[EXERCISE REQUIREMENTS]
Each line of the listing that includes the string "false" needs to be located and copied.

[TASK INPUT]
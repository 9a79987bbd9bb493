use std::collections::HashSet;

use chrono::Utc;
use serde::{de::DeserializeOwned, Serialize};

use crate::{
    db::KeyValueStore,
    models::{NewWatchlistItem, WatchlistItem},
};

pub const WATCHLIST_KEY: &str = "movie_mood_watchlist";
pub const LIKED_KEY: &str = "movie_mood_liked";

/// Saved titles and liked ids for one user
///
/// State is loaded once at construction. Every mutation writes the whole
/// affected collection back; write failures are logged and the in-memory
/// state stays authoritative.
pub struct WatchlistStore<S: KeyValueStore> {
    store: S,
    items: Vec<WatchlistItem>,
    item_ids: HashSet<u64>,
    liked: Vec<u64>,
    liked_ids: HashSet<u64>,
}

fn load_blob<T: DeserializeOwned>(store: &impl KeyValueStore, key: &str) -> Vec<T> {
    let Some(bytes) = store.get(key) else {
        return Vec::new();
    };

    serde_json::from_slice(&bytes).unwrap_or_else(|e| {
        tracing::warn!(key = key, error = %e, "Discarding unreadable stored collection");
        Vec::new()
    })
}

impl<S: KeyValueStore> WatchlistStore<S> {
    pub fn load(store: S) -> Self {
        let mut item_ids = HashSet::new();
        let items: Vec<WatchlistItem> = load_blob::<WatchlistItem>(&store, WATCHLIST_KEY)
            .into_iter()
            .filter(|item| item_ids.insert(item.id))
            .collect();

        let mut liked_ids = HashSet::new();
        let liked: Vec<u64> = load_blob::<u64>(&store, LIKED_KEY)
            .into_iter()
            .filter(|id| liked_ids.insert(*id))
            .collect();

        tracing::debug!(items = items.len(), liked = liked.len(), "Watchlist loaded");

        Self {
            store,
            items,
            item_ids,
            liked,
            liked_ids,
        }
    }

    fn persist<T: Serialize>(&self, key: &str, value: &T) {
        let result = serde_json::to_vec(value)
            .map_err(std::io::Error::from)
            .and_then(|bytes| self.store.set(key, &bytes));

        if let Err(e) = result {
            tracing::warn!(key = key, error = %e, "Failed to persist collection");
        }
    }

    /// Most recently added first
    pub fn items(&self) -> &[WatchlistItem] {
        &self.items
    }

    pub fn liked(&self) -> &[u64] {
        &self.liked
    }

    pub fn len(&self) -> usize {
        self.items.len()
    }

    pub fn is_empty(&self) -> bool {
        self.items.is_empty()
    }

    pub fn is_in_watchlist(&self, id: u64) -> bool {
        self.item_ids.contains(&id)
    }

    pub fn is_liked(&self, id: u64) -> bool {
        self.liked_ids.contains(&id)
    }

    /// Adds an item stamped with the current time. Returns `false` if the id
    /// is already saved, in which case nothing changes.
    pub fn add(&mut self, item: NewWatchlistItem) -> bool {
        if !self.item_ids.insert(item.id) {
            return false;
        }

        tracing::debug!(id = item.id, title = %item.title, "Adding to watchlist");
        self.items.insert(0, item.added_at(Utc::now()));
        self.persist(WATCHLIST_KEY, &self.items);
        true
    }

    pub fn remove(&mut self, id: u64) -> bool {
        if !self.item_ids.remove(&id) {
            return false;
        }

        self.items.retain(|item| item.id != id);
        self.persist(WATCHLIST_KEY, &self.items);
        true
    }

    /// Flips the liked state and returns the new one
    pub fn toggle_like(&mut self, id: u64) -> bool {
        let liked = if self.liked_ids.remove(&id) {
            self.liked.retain(|liked| *liked != id);
            false
        } else {
            self.liked_ids.insert(id);
            self.liked.push(id);
            true
        };

        self.persist(LIKED_KEY, &self.liked);
        liked
    }

    /// Empties the watchlist. Liked ids are kept.
    pub fn clear(&mut self) {
        self.items.clear();
        self.item_ids.clear();
        self.persist(WATCHLIST_KEY, &self.items);
    }
}

#[cfg(test)]
mod tests {
    use std::io;

    use super::*;
    use crate::db::{FileStore, MemoryStore};
    use crate::models::{Candidate, MediaType};

    fn item(id: u64) -> NewWatchlistItem {
        NewWatchlistItem {
            id,
            title: format!("Movie {}", id),
            poster_path: None,
            media_type: MediaType::Movie,
            vote_average: 7.5,
            release_date: Some("2020-01-01".to_string()),
            genre_ids: vec![18],
        }
    }

    struct FailingStore;

    impl KeyValueStore for FailingStore {
        fn get(&self, _key: &str) -> Option<Vec<u8>> {
            None
        }

        fn set(&self, _key: &str, _value: &[u8]) -> io::Result<()> {
            Err(io::Error::new(io::ErrorKind::PermissionDenied, "read-only"))
        }
    }

    #[test]
    fn test_add_prepends_and_ignores_duplicates() {
        let mut watchlist = WatchlistStore::load(MemoryStore::new());

        assert!(watchlist.add(item(1)));
        assert!(watchlist.add(item(2)));
        assert!(!watchlist.add(item(1)));

        let ids: Vec<u64> = watchlist.items().iter().map(|i| i.id).collect();
        assert_eq!(ids, vec![2, 1]);
        assert!(watchlist.is_in_watchlist(1));
        assert!(!watchlist.is_in_watchlist(3));
    }

    #[test]
    fn test_remove_and_clear() {
        let mut watchlist = WatchlistStore::load(MemoryStore::new());
        watchlist.add(item(1));
        watchlist.add(item(2));

        assert!(watchlist.remove(1));
        assert!(!watchlist.remove(1));
        assert_eq!(watchlist.len(), 1);

        watchlist.toggle_like(2);
        watchlist.clear();
        assert!(watchlist.is_empty());
        assert!(!watchlist.is_in_watchlist(2));
        assert!(watchlist.is_liked(2));
    }

    #[test]
    fn test_add_then_remove_restores_prior_state() {
        let dir = tempfile::tempdir().unwrap();
        let mut watchlist = WatchlistStore::load(FileStore::open(dir.path()).unwrap());
        watchlist.add(item(1));
        watchlist.add(item(2));

        let before = watchlist.items().to_vec();
        let stored_before = FileStore::open(dir.path()).unwrap().get(WATCHLIST_KEY);

        assert!(watchlist.add(item(3)));
        assert!(watchlist.remove(3));

        assert_eq!(watchlist.items(), before.as_slice());
        assert!(!watchlist.is_in_watchlist(3));
        assert_eq!(
            FileStore::open(dir.path()).unwrap().get(WATCHLIST_KEY),
            stored_before
        );
    }

    #[test]
    fn test_toggle_like() {
        let mut watchlist = WatchlistStore::load(MemoryStore::new());

        assert!(watchlist.toggle_like(550));
        assert!(watchlist.is_liked(550));
        assert!(!watchlist.toggle_like(550));
        assert!(!watchlist.is_liked(550));
        assert!(watchlist.liked().is_empty());
    }

    #[test]
    fn test_state_survives_reload() {
        let dir = tempfile::tempdir().unwrap();

        {
            let mut watchlist = WatchlistStore::load(FileStore::open(dir.path()).unwrap());
            watchlist.add(item(7));
            watchlist.toggle_like(7);
            watchlist.toggle_like(8);
        }

        let watchlist = WatchlistStore::load(FileStore::open(dir.path()).unwrap());
        assert_eq!(watchlist.items()[0].id, 7);
        assert_eq!(watchlist.items()[0].title, "Movie 7");
        assert_eq!(watchlist.liked(), &[7, 8]);
    }

    #[test]
    fn test_corrupt_blob_loads_empty() {
        let store = MemoryStore::new();
        store.set(WATCHLIST_KEY, b"{not json").unwrap();
        store.set(LIKED_KEY, b"[1, 1, 2]").unwrap();

        let watchlist = WatchlistStore::load(store);
        assert!(watchlist.is_empty());
        assert_eq!(watchlist.liked(), &[1, 2]);
    }

    #[test]
    fn test_write_failures_are_swallowed() {
        let mut watchlist = WatchlistStore::load(FailingStore);
        assert!(watchlist.add(item(1)));
        assert!(watchlist.toggle_like(1));
        assert!(watchlist.is_in_watchlist(1));
    }

    #[test]
    fn test_add_from_search_result() {
        let candidate: Candidate = serde_json::from_str(
            r#"{"id": 550, "title": "Fight Club", "vote_average": 8.4, "genre_ids": [18]}"#,
        )
        .unwrap();

        let mut watchlist = WatchlistStore::load(MemoryStore::new());
        assert!(watchlist.add(NewWatchlistItem::from(&candidate)));

        let saved = &watchlist.items()[0];
        assert_eq!(saved.id, 550);
        assert_eq!(saved.media_type, MediaType::Movie);
        assert_eq!(saved.genre_ids, vec![18]);
    }
}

[ANSWER]
    /// Adds an item stamped with the current time. Returns `false` if the id
            return false;
            return false;
            false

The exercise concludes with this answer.